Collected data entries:
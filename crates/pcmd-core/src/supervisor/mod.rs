//! Subprocess supervision
//!
//! A [`Supervisor`] owns one child process running in its own process
//! group. Its stdin and stdout are piped through two copy tasks and its
//! stderr goes to a log file. The session ends when the child exits on
//! its own, when either copy direction finishes, or when the stop signal
//! fires. In the last two cases both pipes are closed and the child gets
//! a grace period to exit before its process group is sent SIGKILL.

mod duplex;
mod process_group;
mod state;

pub use duplex::StreamOutcome;
pub use state::{CleanupTrigger, Direction, SessionState, Termination};

use std::fs::File;
use std::path::Path;
use std::process::Stdio;
use std::time::{Duration, Instant};

use tokio::io::{AsyncRead, AsyncWrite};
use tokio::process::{Child, ChildStdin, ChildStdout, Command};
use tokio::sync::mpsc;
use tokio::task::JoinHandle;
use tokio_util::sync::CancellationToken;

use crate::cancel::StopSignal;
use crate::config::ChildCommand;
use crate::error::SupervisorError;

/// How long a naturally exited child's remaining output may take to drain
const OUTPUT_DRAIN_TIMEOUT: Duration = Duration::from_millis(500);

/// How long to wait for the kernel to reap a child after SIGKILL
const REAP_TIMEOUT: Duration = Duration::from_secs(1);

/// How long a closed copy task may take to stop before it is aborted
const CLOSE_TIMEOUT: Duration = Duration::from_millis(500);

/// Summary of a finished session
#[derive(Debug)]
pub struct SessionReport {
    /// What started cleanup; `None` for a natural exit
    pub trigger: Option<CleanupTrigger>,
    /// How the child ended
    pub termination: Termination,
    /// Time spent between cleanup starting and the child ending
    pub cleanup_elapsed: Option<Duration>,
    /// Per-direction copy results
    pub streams: Vec<StreamOutcome>,
    /// Lifecycle state the session ended in
    pub state: SessionState,
}

impl SessionReport {
    /// Copy result for one direction
    pub fn stream(&self, direction: Direction) -> Option<&StreamOutcome> {
        self.streams.iter().find(|s| s.direction == direction)
    }
}

/// A spawned child under supervision
#[derive(Debug)]
pub struct Supervisor {
    child: Child,
    stdin: Option<ChildStdin>,
    stdout: Option<ChildStdout>,
    pid: Option<u32>,
    program: String,
    cleanup: CancellationToken,
    state: SessionState,
}

impl Supervisor {
    /// Start `command` in a new process group.
    ///
    /// The log file at `log_path` is created (or truncated) and receives
    /// the child's stderr. The environment is inherited unchanged.
    pub fn spawn(command: &ChildCommand, log_path: &Path) -> Result<Self, SupervisorError> {
        if command.program.is_empty() {
            return Err(SupervisorError::EmptyCommand);
        }

        let log = File::create(log_path).map_err(|source| SupervisorError::LogFile {
            path: log_path.to_path_buf(),
            source,
        })?;

        let mut child = Command::new(&command.program)
            .args(&command.args)
            .stdin(Stdio::piped())
            .stdout(Stdio::piped())
            .stderr(Stdio::from(log))
            .process_group(0)
            .spawn()
            .map_err(|source| SupervisorError::Spawn {
                program: command.program.clone(),
                source,
            })?;

        let stdin = child
            .stdin
            .take()
            .ok_or(SupervisorError::MissingPipe("stdin"))?;
        let stdout = child
            .stdout
            .take()
            .ok_or(SupervisorError::MissingPipe("stdout"))?;
        let pid = child.id();

        tracing::info!(
            pid = ?pid,
            program = %command.program,
            log = ?log_path,
            "Spawned child process"
        );

        Ok(Self {
            child,
            stdin: Some(stdin),
            stdout: Some(stdout),
            pid,
            program: command.program.clone(),
            cleanup: CancellationToken::new(),
            state: SessionState::Spawned,
        })
    }

    /// Process id of the child (also its process group id)
    pub fn pid(&self) -> Option<u32> {
        self.pid
    }

    /// A token cancelled as soon as the session stops proxying, whether
    /// through cleanup or a natural exit.
    pub fn cleanup_signal(&self) -> CancellationToken {
        self.cleanup.child_token()
    }

    /// Proxy `input` to the child's stdin and its stdout to `output` until
    /// the session ends, then wait out the grace period.
    ///
    /// Returns once the child is gone. The only error is a failure to wait
    /// on the child.
    pub async fn run<R, W>(
        mut self,
        input: R,
        output: W,
        grace: Duration,
        stop: &StopSignal,
    ) -> Result<SessionReport, SupervisorError>
    where
        R: AsyncRead + Unpin + Send + 'static,
        W: AsyncWrite + Unpin + Send + 'static,
    {
        let stdin = self.stdin.take().ok_or(SupervisorError::MissingPipe("stdin"))?;
        let stdout = self
            .stdout
            .take()
            .ok_or(SupervisorError::MissingPipe("stdout"))?;
        self.state = self.state.start();

        let close_input = CancellationToken::new();
        let close_output = CancellationToken::new();
        let (finished_tx, mut finished_rx) = mpsc::channel(2);

        let input_task = duplex::spawn_copy(
            Direction::Input,
            input,
            stdin,
            close_input.clone(),
            finished_tx.clone(),
        );
        let output_task = duplex::spawn_copy(
            Direction::Output,
            stdout,
            output,
            close_output.clone(),
            finished_tx,
        );

        let trigger = tokio::select! {
            biased;
            status = self.child.wait() => {
                let status = status.map_err(|source| SupervisorError::Wait {
                    program: self.program.clone(),
                    source,
                })?;
                tracing::info!(%status, "Child exited");

                self.cleanup.cancel();
                close_input.cancel();
                let mut streams = Vec::with_capacity(2);
                streams.extend(join_closed(input_task).await);
                // Whatever the child wrote before exiting is still in the pipe.
                let output = match tokio::time::timeout(OUTPUT_DRAIN_TIMEOUT, output_task).await {
                    Ok(joined) => flatten_join(joined),
                    Err(_) => {
                        tracing::debug!("Output did not drain after child exit");
                        close_output.cancel();
                        None
                    }
                };
                streams.extend(output);

                let termination = Termination::NaturalExit(status);
                self.state = self.state.terminate(termination);
                return Ok(SessionReport {
                    trigger: None,
                    termination,
                    cleanup_elapsed: None,
                    streams,
                    state: self.state,
                });
            }
            Some(direction) = finished_rx.recv() => CleanupTrigger::StreamClosed(direction),
            _ = stop.cancelled() => CleanupTrigger::Stopped,
        };

        self.state = self.state.request_cleanup(trigger);
        tracing::info!(?trigger, grace_secs = grace.as_secs(), "Cleanup requested");

        let started = Instant::now();
        self.cleanup.cancel();
        close_input.cancel();
        close_output.cancel();
        let mut streams = Vec::with_capacity(2);
        streams.extend(join_closed(input_task).await);
        streams.extend(join_closed(output_task).await);

        let termination = self.await_exit(grace).await?;
        let cleanup_elapsed = started.elapsed();
        self.state = self.state.terminate(termination);

        tracing::info!(?termination, ?cleanup_elapsed, "Child terminated");
        Ok(SessionReport {
            trigger: Some(trigger),
            termination,
            cleanup_elapsed: Some(cleanup_elapsed),
            streams,
            state: self.state,
        })
    }

    async fn await_exit(&mut self, grace: Duration) -> Result<Termination, SupervisorError> {
        match tokio::time::timeout(grace, self.child.wait()).await {
            Ok(Ok(status)) => return Ok(Termination::ExitedDuringGrace(status)),
            Ok(Err(source)) => {
                return Err(SupervisorError::Wait {
                    program: self.program.clone(),
                    source,
                })
            }
            Err(_) => {}
        }

        // The exit may have landed right as the timer fired.
        if let Ok(Some(status)) = self.child.try_wait() {
            return Ok(Termination::ExitedDuringGrace(status));
        }

        tracing::warn!(
            pid = ?self.pid,
            "Child still running after {}s grace period, killing process group",
            grace.as_secs()
        );
        if let Some(pid) = self.pid {
            if let Err(e) = process_group::kill_group(pid) {
                tracing::warn!("Failed to kill process group {}: {}", pid, e);
            }
        }

        let status = match tokio::time::timeout(REAP_TIMEOUT, self.child.wait()).await {
            Ok(Ok(status)) => Some(status),
            Ok(Err(e)) => {
                tracing::debug!("Failed to reap killed child: {}", e);
                None
            }
            Err(_) => {
                tracing::debug!("Killed child was not reaped in time");
                None
            }
        };
        Ok(Termination::Killed(status))
    }
}

/// Join a copy task whose `close` token has been cancelled.
async fn join_closed(mut task: JoinHandle<StreamOutcome>) -> Option<StreamOutcome> {
    match tokio::time::timeout(CLOSE_TIMEOUT, &mut task).await {
        Ok(joined) => flatten_join(joined),
        Err(_) => {
            tracing::debug!("Copy task did not stop within {:?}, aborting", CLOSE_TIMEOUT);
            task.abort();
            None
        }
    }
}

fn flatten_join(
    joined: Result<StreamOutcome, tokio::task::JoinError>,
) -> Option<StreamOutcome> {
    match joined {
        Ok(outcome) => Some(outcome),
        Err(e) => {
            tracing::warn!("Copy task failed: {}", e);
            None
        }
    }
}
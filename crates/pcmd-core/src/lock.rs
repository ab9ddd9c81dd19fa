//! Exclusive per-identity lock files
//!
//! Locks are advisory `flock(2)` locks on a file under the working
//! directory. The file is unlinked while the lock is still held, so a
//! contender that opened the old file notices (its inode no longer
//! matches the path) and starts over on a fresh file.

use std::fs::{self, File, OpenOptions};
use std::io;
use std::os::unix::fs::{MetadataExt, OpenOptionsExt};
use std::path::{Path, PathBuf};

use fs2::FileExt;

use crate::error::{LockError, PcmdError};
use crate::types::SessionPaths;

/// Result of a non-blocking lock attempt
#[derive(Debug)]
pub enum LockOutcome {
    /// This process now holds the lock
    Acquired(LockGuard),
    /// Another process holds the lock
    Contended,
}

impl LockOutcome {
    /// Whether the lock was acquired
    pub fn is_acquired(&self) -> bool {
        matches!(self, LockOutcome::Acquired(_))
    }
}

/// Try once to take the exclusive lock at `path` without blocking.
///
/// The parent directory must already exist.
pub fn acquire_or_report(path: &Path) -> Result<LockOutcome, LockError> {
    loop {
        let file = OpenOptions::new()
            .read(true)
            .write(true)
            .create(true)
            .truncate(true)
            .mode(0o640)
            .open(path)
            .map_err(|source| LockError::Open {
                path: path.to_path_buf(),
                source,
            })?;

        if !try_flock(&file, path)? {
            tracing::debug!("Lock {:?} is held by another process", path);
            return Ok(LockOutcome::Contended);
        }

        if !still_linked(&file, path)? {
            // The previous holder unlinked this file before we got the lock.
            tracing::debug!("Lock file {:?} was replaced, retrying", path);
            continue;
        }

        tracing::debug!("Acquired lock {:?}", path);
        return Ok(LockOutcome::Acquired(LockGuard {
            path: path.to_path_buf(),
            file: Some(file),
        }));
    }
}

/// Prepare the session's files directory and try to take its lock.
pub fn lock_session(paths: &SessionPaths) -> Result<LockOutcome, PcmdError> {
    paths.ensure_files_dir()?;
    Ok(acquire_or_report(&paths.lock)?)
}

fn try_flock(file: &File, path: &Path) -> Result<bool, LockError> {
    loop {
        match file.try_lock_exclusive() {
            Ok(()) => return Ok(true),
            Err(e) if e.kind() == io::ErrorKind::Interrupted => continue,
            Err(e) if is_contended(&e) => return Ok(false),
            Err(source) => {
                return Err(LockError::Flock {
                    path: path.to_path_buf(),
                    source,
                })
            }
        }
    }
}

fn is_contended(err: &io::Error) -> bool {
    err.kind() == io::ErrorKind::WouldBlock
        || err.raw_os_error() == fs2::lock_contended_error().raw_os_error()
}

fn still_linked(file: &File, path: &Path) -> Result<bool, LockError> {
    let held = file.metadata().map_err(|source| LockError::Inspect {
        path: path.to_path_buf(),
        source,
    })?;

    match fs::metadata(path) {
        Ok(current) => Ok(held.dev() == current.dev() && held.ino() == current.ino()),
        Err(e) if e.kind() == io::ErrorKind::NotFound => Ok(false),
        Err(source) => Err(LockError::Inspect {
            path: path.to_path_buf(),
            source,
        }),
    }
}

/// Holds an acquired lock until released or dropped.
///
/// Releasing removes the lock file first and only then closes the
/// descriptor, which drops the `flock`.
#[derive(Debug)]
pub struct LockGuard {
    path: PathBuf,
    file: Option<File>,
}

impl LockGuard {
    /// Path of the held lock file
    pub fn path(&self) -> &Path {
        &self.path
    }

    /// Release the lock, reporting a failed removal
    pub fn release(mut self) -> Result<(), LockError> {
        self.release_inner()
    }

    fn release_inner(&mut self) -> Result<(), LockError> {
        let Some(file) = self.file.take() else {
            return Ok(());
        };

        let removed = match fs::remove_file(&self.path) {
            Ok(()) => Ok(()),
            Err(e) if e.kind() == io::ErrorKind::NotFound => Ok(()),
            Err(source) => Err(LockError::Remove {
                path: self.path.clone(),
                source,
            }),
        };

        drop(file);
        tracing::debug!("Released lock {:?}", self.path);
        removed
    }
}

impl Drop for LockGuard {
    fn drop(&mut self) {
        if let Err(e) = self.release_inner() {
            tracing::warn!("{}", e);
        }
    }
}
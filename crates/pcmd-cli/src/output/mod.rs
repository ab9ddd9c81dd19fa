//! User-facing notices
//!
//! Everything here goes to stderr: stdout carries the proxied connection.
//! A colored marker is added only when stderr is a terminal, so the text
//! seen by scripts and ssh logs is exactly the message.

use std::io::{IsTerminal, Write};

use crossterm::style::{Color, Print, ResetColor, SetForegroundColor};

/// Print a plain status line
pub fn print_notice(msg: &str) {
    let mut stderr = std::io::stderr().lock();
    let _ = writeln!(stderr, "{}", msg);
}

/// Print an error message in red with an X prefix
pub fn print_error(msg: &str) {
    print_marked(Color::Red, "✗ ", msg);
}

/// Print a warning message in yellow with a warning symbol prefix
pub fn print_warning(msg: &str) {
    print_marked(Color::Yellow, "⚠ ", msg);
}

fn print_marked(color: Color, marker: &str, msg: &str) {
    let mut stderr = std::io::stderr();
    if !stderr.is_terminal() {
        let _ = writeln!(stderr, "{}", msg);
        return;
    }

    let _ = crossterm::execute!(
        stderr,
        SetForegroundColor(color),
        Print(marker),
        ResetColor,
        Print(msg),
        Print("\n")
    );
}

/// `Could not lock <path>. Is there another session already in progress?`
pub fn contention_message(lock_path: &std::path::Path) -> String {
    format!(
        "Could not lock {}. Is there another session already in progress?",
        lock_path.display()
    )
}

/// `Received <signal> signal, giving processes <n> seconds to clean up...`
pub fn stop_message(signal: impl std::fmt::Display, grace_secs: u64) -> String {
    format!(
        "Received {} signal, giving processes {} seconds to clean up...",
        signal, grace_secs
    )
}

TASK BRIEF: Pick out every line above that holds the word "Stdio" and copy it.

ANSWER AREA:
use std::process::Stdio;
            .stdin(Stdio::piped())
            .stdout(Stdio::piped())
            .stderr(Stdio::from(log))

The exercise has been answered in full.